__PROBLEM REQUIREMENTS__
Nothing may be changed. Give the entries below again exactly.

__DATA FOR ANALYSIS__
use axum::{
    routing::{get, post},
    Router,
};

use crate::state::AppState;

mod claims;
mod dto;
pub mod extractors;
pub mod handlers;
pub mod jwt;
pub mod password;

pub use claims::Claims;
pub use extractors::CurrentUser;
pub use jwt::JwtKeys;

pub fn router() -> Router<AppState> {
    Router::new()
        .route("/auth/signup", post(handlers::signup))
        .route("/auth/login", post(handlers::login))
        .route("/me", get(handlers::me))
}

__FINISHED EXERCISE__
use axum::{
    routing::{get, post},
    Router,
};

use crate::state::AppState;

mod claims;
mod dto;
pub mod extractors;
pub mod handlers;
pub mod jwt;
pub mod password;

pub use claims::Claims;
pub use extractors::CurrentUser;
pub use jwt::JwtKeys;

pub fn router() -> Router<AppState> {
    Router::new()
        .route("/auth/signup", post(handlers::signup))
        .route("/auth/login", post(handlers::login))
        .route("/me", get(handlers::me))
}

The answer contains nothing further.